• **Raw data**
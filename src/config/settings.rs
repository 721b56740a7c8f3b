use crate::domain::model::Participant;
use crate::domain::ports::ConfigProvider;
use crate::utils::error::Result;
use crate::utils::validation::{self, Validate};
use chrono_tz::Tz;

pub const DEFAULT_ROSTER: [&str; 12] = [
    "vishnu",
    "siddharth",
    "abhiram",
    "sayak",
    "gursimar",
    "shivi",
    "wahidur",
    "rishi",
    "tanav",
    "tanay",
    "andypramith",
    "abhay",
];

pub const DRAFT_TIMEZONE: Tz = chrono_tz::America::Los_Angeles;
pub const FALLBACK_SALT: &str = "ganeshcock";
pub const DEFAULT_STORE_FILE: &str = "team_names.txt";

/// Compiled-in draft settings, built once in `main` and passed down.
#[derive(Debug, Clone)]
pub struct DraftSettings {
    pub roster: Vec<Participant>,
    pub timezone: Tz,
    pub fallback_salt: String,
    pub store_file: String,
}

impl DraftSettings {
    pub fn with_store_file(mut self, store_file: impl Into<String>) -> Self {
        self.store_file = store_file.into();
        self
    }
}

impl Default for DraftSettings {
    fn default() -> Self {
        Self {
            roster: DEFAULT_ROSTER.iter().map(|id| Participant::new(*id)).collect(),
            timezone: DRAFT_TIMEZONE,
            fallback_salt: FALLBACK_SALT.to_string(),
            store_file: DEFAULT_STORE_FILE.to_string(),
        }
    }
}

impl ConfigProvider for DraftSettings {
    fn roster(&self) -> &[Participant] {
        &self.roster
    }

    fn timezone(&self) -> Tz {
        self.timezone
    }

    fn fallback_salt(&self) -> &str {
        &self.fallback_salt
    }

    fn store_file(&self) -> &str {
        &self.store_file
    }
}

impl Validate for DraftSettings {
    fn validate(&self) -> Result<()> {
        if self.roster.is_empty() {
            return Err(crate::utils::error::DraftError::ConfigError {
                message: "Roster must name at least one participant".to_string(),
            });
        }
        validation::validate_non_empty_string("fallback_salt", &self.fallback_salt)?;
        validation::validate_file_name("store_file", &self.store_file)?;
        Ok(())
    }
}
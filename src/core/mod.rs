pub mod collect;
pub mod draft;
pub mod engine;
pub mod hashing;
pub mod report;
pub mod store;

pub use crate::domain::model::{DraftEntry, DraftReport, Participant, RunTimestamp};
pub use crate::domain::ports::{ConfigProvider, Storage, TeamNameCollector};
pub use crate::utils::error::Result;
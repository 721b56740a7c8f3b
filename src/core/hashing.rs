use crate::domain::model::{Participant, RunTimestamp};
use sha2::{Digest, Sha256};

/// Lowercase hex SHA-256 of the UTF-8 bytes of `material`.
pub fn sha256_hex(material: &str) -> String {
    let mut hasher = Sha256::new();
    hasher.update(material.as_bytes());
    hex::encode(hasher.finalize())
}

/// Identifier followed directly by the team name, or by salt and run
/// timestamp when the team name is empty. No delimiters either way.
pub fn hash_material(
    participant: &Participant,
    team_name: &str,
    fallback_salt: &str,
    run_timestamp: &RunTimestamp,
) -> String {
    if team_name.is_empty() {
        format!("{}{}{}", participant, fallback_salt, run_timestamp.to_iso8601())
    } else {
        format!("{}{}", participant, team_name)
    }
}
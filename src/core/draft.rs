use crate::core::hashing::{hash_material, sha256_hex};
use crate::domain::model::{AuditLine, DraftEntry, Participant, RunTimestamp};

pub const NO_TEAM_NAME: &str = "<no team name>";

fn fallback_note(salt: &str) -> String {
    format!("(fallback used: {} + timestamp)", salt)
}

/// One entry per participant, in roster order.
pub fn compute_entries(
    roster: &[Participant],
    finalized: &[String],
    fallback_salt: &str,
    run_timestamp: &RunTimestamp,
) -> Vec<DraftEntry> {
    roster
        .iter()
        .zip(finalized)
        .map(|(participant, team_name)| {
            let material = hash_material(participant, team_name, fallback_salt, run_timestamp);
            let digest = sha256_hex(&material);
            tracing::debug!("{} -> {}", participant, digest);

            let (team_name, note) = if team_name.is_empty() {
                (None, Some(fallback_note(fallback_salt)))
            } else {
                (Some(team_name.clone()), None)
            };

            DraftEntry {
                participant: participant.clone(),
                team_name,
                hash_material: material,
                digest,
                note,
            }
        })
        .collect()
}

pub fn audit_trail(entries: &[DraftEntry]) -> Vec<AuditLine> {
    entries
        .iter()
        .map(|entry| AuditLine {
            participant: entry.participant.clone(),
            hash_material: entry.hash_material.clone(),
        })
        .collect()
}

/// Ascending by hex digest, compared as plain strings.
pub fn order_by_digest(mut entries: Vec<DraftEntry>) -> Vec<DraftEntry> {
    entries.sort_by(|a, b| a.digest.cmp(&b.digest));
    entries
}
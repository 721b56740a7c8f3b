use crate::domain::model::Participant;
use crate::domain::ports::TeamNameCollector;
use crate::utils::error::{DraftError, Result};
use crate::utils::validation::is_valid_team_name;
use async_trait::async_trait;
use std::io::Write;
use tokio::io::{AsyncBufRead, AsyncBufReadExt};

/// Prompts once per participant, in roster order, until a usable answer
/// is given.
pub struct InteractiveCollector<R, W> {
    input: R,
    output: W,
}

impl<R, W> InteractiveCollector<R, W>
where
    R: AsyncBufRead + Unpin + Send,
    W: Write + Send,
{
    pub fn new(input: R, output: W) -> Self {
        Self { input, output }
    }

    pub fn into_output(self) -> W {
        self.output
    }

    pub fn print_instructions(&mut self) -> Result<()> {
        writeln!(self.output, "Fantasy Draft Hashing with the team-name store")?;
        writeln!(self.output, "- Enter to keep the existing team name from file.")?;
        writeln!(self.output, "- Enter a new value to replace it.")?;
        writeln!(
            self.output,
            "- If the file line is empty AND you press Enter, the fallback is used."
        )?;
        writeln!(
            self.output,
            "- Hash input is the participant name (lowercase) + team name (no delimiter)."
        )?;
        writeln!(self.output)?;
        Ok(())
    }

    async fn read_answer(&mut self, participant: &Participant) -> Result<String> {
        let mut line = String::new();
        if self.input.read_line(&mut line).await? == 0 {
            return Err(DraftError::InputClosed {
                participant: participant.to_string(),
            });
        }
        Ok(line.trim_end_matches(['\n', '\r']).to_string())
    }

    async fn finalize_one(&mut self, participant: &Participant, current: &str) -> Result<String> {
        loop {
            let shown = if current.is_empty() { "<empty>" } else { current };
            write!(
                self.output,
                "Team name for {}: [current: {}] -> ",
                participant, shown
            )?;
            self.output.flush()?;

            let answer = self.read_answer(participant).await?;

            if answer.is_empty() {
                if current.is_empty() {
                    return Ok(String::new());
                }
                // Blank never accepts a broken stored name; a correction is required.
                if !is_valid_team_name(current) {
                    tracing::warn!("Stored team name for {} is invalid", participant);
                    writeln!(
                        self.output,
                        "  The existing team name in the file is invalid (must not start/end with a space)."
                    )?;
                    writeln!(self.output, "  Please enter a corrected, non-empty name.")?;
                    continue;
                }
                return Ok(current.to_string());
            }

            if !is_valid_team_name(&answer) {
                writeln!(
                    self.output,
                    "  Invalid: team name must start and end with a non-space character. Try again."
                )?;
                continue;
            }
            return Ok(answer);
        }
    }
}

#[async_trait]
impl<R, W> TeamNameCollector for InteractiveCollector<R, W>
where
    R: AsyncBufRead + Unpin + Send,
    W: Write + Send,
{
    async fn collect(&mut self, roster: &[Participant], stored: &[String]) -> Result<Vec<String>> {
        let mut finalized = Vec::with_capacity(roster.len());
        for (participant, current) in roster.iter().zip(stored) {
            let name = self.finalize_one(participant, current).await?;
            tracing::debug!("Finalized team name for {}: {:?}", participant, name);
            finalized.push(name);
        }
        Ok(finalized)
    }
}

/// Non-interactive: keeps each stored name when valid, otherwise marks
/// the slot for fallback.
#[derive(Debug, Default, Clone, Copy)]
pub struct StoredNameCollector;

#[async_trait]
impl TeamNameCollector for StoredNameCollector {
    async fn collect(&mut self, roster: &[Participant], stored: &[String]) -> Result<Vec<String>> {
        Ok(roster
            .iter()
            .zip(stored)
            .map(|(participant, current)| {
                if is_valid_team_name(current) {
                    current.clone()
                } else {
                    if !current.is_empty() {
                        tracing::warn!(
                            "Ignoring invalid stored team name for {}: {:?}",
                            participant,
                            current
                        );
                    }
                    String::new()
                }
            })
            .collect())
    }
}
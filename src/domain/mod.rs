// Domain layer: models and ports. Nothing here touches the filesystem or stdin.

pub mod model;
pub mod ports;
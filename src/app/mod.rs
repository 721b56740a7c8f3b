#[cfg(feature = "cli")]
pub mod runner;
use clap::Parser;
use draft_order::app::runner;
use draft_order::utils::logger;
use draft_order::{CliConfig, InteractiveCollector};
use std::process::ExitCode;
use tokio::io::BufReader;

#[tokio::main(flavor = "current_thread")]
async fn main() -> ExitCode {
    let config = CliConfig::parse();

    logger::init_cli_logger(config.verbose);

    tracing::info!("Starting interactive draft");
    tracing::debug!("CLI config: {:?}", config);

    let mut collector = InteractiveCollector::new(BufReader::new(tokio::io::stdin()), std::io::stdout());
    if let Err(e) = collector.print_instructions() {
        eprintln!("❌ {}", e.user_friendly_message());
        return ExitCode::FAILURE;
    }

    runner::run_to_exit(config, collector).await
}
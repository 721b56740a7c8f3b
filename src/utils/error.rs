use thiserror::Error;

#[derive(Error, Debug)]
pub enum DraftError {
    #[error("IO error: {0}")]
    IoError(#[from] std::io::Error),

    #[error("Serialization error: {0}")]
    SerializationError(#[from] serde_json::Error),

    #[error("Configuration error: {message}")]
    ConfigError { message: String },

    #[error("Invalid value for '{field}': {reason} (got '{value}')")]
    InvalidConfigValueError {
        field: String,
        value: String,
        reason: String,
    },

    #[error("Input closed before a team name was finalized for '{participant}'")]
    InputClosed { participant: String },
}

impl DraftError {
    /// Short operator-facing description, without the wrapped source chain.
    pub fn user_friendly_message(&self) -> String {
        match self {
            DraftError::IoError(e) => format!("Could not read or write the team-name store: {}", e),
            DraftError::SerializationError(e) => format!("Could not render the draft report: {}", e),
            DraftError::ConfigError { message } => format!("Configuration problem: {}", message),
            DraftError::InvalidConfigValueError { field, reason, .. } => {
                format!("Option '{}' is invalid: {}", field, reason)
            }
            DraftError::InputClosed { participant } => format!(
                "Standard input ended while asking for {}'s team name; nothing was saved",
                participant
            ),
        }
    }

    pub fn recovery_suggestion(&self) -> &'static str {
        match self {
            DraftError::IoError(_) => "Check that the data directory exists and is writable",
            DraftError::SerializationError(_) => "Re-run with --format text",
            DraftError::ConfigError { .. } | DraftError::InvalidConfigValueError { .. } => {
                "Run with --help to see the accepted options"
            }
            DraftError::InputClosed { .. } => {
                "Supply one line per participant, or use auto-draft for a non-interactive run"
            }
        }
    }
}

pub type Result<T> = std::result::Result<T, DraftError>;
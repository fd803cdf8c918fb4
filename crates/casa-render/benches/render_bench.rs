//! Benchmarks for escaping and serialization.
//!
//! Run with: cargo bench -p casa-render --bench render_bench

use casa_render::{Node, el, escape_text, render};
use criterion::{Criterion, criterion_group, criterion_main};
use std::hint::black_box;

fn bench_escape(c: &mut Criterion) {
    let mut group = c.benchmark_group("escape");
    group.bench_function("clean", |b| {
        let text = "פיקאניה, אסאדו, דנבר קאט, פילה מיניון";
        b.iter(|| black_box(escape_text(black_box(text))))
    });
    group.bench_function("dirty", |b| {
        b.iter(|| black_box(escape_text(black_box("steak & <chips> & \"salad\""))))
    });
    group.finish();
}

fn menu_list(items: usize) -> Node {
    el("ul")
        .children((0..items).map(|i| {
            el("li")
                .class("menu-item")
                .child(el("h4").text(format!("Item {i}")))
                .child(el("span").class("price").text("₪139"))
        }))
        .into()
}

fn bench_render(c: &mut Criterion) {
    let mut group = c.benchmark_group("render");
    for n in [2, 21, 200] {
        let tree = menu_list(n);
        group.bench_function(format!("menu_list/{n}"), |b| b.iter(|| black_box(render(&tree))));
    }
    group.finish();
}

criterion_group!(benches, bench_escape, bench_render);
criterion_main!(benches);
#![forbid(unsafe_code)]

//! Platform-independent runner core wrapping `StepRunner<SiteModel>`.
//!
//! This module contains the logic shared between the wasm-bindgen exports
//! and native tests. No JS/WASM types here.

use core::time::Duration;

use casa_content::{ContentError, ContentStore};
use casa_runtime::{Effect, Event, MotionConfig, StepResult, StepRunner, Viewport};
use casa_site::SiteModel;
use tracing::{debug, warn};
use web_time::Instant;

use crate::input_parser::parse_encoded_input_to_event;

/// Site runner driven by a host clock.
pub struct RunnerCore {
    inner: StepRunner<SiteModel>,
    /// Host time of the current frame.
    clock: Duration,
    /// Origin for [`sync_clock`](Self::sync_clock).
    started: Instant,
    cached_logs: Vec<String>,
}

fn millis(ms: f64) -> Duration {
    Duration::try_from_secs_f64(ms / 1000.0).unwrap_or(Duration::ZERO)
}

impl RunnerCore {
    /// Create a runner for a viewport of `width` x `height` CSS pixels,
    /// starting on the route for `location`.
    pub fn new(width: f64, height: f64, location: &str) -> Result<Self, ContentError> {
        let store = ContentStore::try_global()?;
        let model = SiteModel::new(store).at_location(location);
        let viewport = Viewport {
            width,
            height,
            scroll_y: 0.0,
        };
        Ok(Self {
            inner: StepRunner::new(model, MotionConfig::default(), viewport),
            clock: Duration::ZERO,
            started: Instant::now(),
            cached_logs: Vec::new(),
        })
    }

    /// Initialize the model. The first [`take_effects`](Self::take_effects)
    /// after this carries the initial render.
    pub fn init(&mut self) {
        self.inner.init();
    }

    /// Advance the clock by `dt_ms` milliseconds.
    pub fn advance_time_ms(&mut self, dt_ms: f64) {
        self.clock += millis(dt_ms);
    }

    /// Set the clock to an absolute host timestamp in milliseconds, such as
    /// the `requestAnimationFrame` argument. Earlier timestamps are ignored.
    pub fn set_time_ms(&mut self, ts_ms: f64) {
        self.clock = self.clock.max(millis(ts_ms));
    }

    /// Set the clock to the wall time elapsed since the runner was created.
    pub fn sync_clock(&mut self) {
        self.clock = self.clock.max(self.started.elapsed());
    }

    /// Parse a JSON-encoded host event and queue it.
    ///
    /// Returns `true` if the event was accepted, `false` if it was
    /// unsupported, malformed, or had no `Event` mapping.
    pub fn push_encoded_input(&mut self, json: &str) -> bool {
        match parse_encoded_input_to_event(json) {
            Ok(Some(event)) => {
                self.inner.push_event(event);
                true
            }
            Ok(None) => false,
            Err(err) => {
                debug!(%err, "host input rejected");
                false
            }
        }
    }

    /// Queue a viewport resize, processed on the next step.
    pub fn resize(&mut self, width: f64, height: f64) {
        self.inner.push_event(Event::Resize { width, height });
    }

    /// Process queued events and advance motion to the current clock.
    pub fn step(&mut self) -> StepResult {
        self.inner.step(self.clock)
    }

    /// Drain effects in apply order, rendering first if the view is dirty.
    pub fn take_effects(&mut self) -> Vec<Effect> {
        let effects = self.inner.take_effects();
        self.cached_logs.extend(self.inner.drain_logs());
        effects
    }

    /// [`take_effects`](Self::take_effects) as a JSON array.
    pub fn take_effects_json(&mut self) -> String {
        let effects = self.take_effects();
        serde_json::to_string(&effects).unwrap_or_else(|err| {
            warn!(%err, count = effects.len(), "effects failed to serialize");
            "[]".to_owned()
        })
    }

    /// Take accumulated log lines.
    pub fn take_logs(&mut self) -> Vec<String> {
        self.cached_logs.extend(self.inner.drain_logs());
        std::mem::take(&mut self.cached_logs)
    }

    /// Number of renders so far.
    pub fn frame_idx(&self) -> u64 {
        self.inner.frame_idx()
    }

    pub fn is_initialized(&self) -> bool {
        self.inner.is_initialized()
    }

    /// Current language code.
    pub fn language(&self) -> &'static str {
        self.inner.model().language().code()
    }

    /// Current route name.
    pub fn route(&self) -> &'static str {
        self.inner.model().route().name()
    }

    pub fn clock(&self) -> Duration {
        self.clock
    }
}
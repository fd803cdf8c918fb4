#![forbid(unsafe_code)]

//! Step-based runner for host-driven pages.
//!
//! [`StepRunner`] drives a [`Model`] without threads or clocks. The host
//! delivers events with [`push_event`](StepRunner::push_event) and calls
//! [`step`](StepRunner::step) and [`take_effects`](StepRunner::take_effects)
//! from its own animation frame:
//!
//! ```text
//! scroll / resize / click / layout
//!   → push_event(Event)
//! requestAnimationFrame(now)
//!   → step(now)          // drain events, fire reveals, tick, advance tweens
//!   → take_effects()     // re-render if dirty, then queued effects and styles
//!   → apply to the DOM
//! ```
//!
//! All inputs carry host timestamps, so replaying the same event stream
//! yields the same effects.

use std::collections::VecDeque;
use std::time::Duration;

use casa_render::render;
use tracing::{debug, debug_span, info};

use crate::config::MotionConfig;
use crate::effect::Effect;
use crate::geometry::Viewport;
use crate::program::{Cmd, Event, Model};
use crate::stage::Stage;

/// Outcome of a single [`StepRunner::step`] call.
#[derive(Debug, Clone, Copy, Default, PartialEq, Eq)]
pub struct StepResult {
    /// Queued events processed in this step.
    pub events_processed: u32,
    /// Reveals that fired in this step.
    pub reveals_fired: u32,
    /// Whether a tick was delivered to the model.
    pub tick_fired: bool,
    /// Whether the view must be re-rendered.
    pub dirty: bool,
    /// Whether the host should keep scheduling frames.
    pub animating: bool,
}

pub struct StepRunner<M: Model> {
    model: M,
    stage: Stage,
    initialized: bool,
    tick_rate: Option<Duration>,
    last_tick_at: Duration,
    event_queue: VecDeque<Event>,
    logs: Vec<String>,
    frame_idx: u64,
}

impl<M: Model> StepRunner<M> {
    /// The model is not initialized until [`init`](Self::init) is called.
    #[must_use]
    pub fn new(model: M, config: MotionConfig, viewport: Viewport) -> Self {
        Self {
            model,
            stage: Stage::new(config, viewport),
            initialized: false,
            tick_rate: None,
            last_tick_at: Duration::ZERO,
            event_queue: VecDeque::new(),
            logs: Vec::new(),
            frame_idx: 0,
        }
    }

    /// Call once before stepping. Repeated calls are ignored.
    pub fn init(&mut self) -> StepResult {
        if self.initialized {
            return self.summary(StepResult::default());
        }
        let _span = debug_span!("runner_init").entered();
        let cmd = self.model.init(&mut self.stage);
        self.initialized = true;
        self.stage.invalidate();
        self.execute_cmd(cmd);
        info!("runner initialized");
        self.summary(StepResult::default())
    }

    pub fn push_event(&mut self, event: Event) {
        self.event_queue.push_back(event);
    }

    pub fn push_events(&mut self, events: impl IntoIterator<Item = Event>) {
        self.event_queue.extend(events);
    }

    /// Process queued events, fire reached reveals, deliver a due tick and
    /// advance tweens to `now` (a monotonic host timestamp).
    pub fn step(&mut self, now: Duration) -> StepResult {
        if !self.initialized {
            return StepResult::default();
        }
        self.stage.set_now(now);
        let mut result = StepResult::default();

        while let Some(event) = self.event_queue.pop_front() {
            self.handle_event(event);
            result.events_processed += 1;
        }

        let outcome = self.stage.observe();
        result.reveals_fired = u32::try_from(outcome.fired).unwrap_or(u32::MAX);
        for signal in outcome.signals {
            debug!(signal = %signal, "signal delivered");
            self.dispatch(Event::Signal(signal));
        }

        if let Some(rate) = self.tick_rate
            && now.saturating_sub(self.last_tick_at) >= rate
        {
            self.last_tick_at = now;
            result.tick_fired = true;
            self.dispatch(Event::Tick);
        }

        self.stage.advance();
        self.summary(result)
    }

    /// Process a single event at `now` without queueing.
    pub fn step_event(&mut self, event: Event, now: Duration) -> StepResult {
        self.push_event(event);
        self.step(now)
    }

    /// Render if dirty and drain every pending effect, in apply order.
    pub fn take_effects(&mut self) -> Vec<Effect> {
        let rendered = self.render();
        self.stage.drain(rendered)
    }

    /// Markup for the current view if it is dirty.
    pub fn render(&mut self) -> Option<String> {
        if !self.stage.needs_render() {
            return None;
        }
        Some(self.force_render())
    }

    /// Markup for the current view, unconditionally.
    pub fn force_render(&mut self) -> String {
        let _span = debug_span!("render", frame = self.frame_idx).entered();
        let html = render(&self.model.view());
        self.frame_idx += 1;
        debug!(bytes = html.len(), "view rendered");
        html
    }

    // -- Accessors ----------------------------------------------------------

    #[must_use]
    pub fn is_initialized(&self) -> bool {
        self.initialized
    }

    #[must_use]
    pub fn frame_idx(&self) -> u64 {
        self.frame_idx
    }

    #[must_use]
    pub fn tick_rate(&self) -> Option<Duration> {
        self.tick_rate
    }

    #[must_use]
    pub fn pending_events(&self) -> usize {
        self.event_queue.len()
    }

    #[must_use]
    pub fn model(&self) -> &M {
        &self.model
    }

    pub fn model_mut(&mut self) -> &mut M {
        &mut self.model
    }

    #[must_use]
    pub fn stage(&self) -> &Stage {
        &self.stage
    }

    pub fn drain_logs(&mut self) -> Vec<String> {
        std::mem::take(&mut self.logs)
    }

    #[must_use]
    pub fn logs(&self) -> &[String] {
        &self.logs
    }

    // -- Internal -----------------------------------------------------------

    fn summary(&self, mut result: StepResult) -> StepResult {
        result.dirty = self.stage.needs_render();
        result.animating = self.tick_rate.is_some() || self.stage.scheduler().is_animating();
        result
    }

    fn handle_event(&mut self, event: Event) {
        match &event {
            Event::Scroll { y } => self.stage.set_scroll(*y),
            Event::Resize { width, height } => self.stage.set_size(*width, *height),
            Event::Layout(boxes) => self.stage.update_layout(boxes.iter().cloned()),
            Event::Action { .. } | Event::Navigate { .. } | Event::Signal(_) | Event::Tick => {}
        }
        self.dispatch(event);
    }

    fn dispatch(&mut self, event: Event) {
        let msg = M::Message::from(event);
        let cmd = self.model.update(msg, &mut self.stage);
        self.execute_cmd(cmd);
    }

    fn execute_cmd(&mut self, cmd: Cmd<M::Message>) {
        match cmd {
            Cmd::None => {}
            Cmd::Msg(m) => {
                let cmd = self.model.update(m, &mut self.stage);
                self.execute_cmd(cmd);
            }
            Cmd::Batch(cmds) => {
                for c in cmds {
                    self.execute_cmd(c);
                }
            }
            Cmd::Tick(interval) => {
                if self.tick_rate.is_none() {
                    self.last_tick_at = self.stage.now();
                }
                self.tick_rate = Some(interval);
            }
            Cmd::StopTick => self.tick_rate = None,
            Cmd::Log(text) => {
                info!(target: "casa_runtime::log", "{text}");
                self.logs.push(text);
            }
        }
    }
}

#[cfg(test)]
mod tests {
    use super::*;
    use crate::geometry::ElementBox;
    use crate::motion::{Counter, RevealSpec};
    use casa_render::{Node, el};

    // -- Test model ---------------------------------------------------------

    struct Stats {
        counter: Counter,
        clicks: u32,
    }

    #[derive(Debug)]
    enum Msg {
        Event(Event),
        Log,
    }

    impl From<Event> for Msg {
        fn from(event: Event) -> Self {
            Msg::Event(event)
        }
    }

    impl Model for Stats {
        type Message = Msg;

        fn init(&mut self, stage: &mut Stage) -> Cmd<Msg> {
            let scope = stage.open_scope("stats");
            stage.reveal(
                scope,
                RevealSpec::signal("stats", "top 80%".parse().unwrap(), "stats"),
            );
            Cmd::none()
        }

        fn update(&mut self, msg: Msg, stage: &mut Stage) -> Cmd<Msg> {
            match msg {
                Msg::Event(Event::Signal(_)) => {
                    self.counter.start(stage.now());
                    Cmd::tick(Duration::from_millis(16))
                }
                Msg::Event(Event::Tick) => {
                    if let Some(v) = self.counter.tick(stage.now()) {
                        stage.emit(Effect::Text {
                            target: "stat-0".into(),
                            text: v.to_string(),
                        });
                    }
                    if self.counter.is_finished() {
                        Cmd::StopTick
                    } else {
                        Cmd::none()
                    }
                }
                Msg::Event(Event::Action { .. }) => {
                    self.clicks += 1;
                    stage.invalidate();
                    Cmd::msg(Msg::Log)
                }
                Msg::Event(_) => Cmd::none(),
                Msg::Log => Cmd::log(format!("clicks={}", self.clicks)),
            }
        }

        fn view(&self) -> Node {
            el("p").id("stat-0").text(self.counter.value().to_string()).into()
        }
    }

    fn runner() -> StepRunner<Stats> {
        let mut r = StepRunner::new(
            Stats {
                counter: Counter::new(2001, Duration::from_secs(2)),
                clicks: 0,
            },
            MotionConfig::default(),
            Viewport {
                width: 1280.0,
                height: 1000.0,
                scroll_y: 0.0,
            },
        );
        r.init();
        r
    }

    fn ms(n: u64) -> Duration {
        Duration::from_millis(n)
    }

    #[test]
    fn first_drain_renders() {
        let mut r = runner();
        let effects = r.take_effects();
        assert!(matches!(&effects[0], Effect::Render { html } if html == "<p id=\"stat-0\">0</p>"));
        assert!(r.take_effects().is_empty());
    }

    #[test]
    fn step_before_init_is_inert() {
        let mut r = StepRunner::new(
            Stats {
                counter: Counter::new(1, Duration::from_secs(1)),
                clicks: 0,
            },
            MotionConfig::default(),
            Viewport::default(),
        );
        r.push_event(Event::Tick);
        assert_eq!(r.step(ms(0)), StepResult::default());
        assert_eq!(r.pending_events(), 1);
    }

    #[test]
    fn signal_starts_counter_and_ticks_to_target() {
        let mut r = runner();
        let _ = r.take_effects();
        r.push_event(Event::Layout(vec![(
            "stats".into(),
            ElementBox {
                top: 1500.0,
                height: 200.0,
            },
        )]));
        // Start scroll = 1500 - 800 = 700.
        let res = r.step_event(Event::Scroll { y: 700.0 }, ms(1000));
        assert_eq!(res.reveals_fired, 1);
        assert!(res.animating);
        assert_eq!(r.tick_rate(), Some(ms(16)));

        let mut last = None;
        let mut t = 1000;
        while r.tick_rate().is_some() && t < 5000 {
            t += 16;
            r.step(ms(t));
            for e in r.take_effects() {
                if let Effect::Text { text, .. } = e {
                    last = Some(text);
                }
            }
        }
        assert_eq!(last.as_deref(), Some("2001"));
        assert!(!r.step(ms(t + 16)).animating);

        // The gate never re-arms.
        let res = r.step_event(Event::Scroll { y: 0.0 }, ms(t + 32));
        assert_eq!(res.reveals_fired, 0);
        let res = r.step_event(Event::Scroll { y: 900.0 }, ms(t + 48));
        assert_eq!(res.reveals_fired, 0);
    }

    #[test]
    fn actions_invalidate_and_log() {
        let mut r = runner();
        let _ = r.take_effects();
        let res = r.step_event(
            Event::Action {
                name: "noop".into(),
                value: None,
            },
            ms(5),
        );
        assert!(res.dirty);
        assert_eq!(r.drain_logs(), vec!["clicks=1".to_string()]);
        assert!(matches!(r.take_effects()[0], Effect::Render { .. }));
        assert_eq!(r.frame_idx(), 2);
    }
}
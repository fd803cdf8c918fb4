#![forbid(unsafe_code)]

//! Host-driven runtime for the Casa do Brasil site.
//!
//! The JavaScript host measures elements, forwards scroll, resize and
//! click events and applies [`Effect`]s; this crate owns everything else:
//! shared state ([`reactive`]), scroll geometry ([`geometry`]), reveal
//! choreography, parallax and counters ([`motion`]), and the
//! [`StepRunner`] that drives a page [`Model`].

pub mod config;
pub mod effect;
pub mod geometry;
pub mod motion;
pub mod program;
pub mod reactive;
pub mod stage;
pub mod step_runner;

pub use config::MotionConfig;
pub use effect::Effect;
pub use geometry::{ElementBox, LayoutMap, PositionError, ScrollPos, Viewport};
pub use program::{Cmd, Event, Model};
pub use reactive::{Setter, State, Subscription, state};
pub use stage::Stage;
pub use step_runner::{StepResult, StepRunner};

• **Exercise brief**
Which of the lines above include the word "delivered"? Copy each of them.

• **Completed exercise**
    /// Whether a tick was delivered to the model.
            debug!(signal = %signal, "signal delivered");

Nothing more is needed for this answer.